» **YOUR GOAL**:
Scan the entries below for the word "fallbacks". Copy out every line in which it occurs.
----------------------------------------
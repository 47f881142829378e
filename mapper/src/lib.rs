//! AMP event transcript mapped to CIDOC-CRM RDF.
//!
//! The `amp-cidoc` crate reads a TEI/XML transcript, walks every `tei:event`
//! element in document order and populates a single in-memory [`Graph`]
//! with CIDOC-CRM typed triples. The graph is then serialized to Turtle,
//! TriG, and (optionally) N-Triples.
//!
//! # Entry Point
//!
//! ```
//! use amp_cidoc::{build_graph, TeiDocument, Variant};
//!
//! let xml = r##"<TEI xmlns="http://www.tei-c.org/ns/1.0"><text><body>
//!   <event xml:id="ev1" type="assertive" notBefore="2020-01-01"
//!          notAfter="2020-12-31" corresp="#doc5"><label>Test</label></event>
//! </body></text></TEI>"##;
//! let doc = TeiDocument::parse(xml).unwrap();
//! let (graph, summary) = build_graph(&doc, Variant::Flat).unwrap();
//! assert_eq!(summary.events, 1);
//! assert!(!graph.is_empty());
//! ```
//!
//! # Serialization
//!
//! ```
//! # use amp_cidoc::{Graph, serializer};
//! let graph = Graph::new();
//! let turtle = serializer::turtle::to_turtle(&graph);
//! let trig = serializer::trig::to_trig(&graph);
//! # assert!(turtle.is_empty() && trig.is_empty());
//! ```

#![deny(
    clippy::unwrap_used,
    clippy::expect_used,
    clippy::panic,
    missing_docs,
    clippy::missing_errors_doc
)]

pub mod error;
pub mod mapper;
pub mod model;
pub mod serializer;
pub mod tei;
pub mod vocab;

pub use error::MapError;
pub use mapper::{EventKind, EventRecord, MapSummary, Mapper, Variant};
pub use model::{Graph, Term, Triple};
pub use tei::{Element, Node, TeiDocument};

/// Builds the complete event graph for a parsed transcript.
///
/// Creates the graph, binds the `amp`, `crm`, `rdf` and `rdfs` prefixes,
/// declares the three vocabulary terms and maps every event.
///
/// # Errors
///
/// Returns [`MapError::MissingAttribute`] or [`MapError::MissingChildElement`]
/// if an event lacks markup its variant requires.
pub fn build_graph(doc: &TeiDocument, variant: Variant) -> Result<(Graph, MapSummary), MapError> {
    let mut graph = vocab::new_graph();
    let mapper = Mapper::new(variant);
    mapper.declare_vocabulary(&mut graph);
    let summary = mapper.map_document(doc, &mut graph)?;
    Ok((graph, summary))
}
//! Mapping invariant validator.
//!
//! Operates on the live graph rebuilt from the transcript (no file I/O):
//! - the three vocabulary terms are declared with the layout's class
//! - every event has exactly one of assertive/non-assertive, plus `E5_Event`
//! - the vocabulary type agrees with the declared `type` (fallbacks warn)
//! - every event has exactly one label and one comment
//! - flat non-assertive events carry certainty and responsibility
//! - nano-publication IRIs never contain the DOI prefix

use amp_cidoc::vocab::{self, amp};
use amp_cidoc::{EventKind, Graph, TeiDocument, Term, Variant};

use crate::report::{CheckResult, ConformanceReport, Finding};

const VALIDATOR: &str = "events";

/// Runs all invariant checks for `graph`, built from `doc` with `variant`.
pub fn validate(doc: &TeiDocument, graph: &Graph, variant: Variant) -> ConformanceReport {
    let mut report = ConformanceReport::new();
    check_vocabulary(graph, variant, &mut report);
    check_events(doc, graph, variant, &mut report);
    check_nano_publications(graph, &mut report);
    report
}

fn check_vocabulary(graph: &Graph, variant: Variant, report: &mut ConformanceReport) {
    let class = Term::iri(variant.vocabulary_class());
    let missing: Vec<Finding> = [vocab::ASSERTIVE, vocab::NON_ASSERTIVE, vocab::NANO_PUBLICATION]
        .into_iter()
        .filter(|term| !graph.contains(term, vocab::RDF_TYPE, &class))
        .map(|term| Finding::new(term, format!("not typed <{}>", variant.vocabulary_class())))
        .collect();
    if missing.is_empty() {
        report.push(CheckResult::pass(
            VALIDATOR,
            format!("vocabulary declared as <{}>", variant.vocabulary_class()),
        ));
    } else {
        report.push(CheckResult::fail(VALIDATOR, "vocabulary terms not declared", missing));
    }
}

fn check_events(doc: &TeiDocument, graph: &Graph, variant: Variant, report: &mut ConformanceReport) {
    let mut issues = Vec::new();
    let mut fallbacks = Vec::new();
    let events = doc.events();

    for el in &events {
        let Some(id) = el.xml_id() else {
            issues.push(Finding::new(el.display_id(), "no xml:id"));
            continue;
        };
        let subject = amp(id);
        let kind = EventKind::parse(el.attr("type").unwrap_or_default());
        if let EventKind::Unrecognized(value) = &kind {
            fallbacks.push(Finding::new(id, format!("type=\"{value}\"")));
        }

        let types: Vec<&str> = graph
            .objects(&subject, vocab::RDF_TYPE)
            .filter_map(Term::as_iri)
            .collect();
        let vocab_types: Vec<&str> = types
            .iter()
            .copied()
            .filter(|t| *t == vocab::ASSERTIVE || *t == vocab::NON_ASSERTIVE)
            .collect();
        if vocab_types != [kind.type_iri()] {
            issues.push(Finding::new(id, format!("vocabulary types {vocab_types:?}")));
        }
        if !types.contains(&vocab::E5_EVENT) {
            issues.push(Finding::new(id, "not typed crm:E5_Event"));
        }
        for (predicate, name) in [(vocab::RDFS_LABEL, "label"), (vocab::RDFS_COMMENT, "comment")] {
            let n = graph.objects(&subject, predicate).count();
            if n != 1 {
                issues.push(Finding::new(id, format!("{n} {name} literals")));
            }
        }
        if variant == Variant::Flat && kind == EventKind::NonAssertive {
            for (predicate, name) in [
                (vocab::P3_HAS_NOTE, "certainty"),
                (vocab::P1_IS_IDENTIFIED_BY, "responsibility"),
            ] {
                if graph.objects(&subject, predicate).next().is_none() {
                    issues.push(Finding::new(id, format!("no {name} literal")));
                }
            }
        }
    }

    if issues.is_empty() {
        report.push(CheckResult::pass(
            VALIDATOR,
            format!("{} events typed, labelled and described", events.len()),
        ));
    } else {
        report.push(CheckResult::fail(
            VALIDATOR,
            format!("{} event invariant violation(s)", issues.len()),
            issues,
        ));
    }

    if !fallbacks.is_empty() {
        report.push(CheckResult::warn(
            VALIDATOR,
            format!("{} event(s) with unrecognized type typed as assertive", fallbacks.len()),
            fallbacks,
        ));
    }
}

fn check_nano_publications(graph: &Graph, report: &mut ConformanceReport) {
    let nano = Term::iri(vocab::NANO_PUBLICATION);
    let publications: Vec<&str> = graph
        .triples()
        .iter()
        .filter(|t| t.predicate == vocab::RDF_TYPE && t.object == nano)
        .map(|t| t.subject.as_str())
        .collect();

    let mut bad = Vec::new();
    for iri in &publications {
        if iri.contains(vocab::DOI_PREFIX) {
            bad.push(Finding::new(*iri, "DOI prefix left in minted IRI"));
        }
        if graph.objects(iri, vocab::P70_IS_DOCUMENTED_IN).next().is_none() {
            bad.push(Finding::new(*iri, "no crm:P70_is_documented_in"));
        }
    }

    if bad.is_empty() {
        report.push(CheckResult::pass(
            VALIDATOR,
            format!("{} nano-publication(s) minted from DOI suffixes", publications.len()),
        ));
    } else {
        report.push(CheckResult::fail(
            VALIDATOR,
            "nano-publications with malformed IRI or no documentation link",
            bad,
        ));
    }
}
----------------------------------------
» **EXERCISE SOLUTION**:
//! - the vocabulary type agrees with the declared `type` (fallbacks warn)
    let mut fallbacks = Vec::new();
            fallbacks.push(Finding::new(id, format!("type=\"{value}\"")));
    if !fallbacks.is_empty() {
            format!("{} event(s) with unrecognized type typed as assertive", fallbacks.len()),
            fallbacks,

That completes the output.